- _Problem statement_
Filter on the word "preferred": copy each matching line from the listing below.
──────────────────────────────
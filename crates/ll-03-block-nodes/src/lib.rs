//! # Lattice Ledger - Block Node Connections (Subsystem 03)
//!
//! Maintains the streams that carry finished blocks to downstream block
//! nodes.
//!
//! ## Design
//!
//! Every preferred node gets a connection unconditionally. Non-preferred
//! nodes compete for a bounded number of secondary slots, filled in
//! ascending priority order with random tie-breaking inside a tier, and
//! are torn down and reselected on a timer so the node does not stick to
//! an early choice forever.
//!
//! A stream to a block node has no intentional end, so stream completion
//! takes the same path as a transport failure: one retry per failure with
//! exponential backoff, then session-long abandonment once the budget is
//! spent, with the freed slot going to the next candidate immediately.
//!
//! ## Critical Invariants
//!
//! 1. **Budget**: connected non-preferred nodes never exceed the
//!    configured secondary cap.
//! 2. **Preferred Stability**: reselection never touches a preferred
//!    connection.
//! 3. **Single Retry**: each failure schedules exactly one retry; no
//!    retry storms.
//! 4. **Caller Isolation**: broadcast never surfaces per-stream failures;
//!    they route into the retry path.
//!
//! ## Module Structure
//!
//! - [`domain`]: connection states and candidate selection
//! - [`ports`]: the transport interface
//! - [`service`]: the pool manager

#![warn(missing_docs)]
#![warn(clippy::all)]

pub mod domain;
pub mod ports;
pub mod service;

mod config;
mod error;
mod metrics;

pub use config::{BlockNodeConfig, ConnectionPoolConfig};
pub use domain::ConnectionState;
pub use error::{BlockNodeError, Result};
pub use metrics::Metrics;
pub use service::ConnectionPoolManager;

/// Subsystem identifier.
pub const SUBSYSTEM_ID: u8 = 3;
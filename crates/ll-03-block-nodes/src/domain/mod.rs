//! Pure domain logic: node connection states and candidate selection.

pub mod node_state;
pub mod selection;

pub use node_state::ConnectionState;
pub use selection::select_secondary;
──────────────────────────────
- _Written solution_
//! Every preferred node gets a connection unconditionally. Non-preferred
//! 1. **Budget**: connected non-preferred nodes never exceed the
//! 2. **Preferred Stability**: reselection never touches a preferred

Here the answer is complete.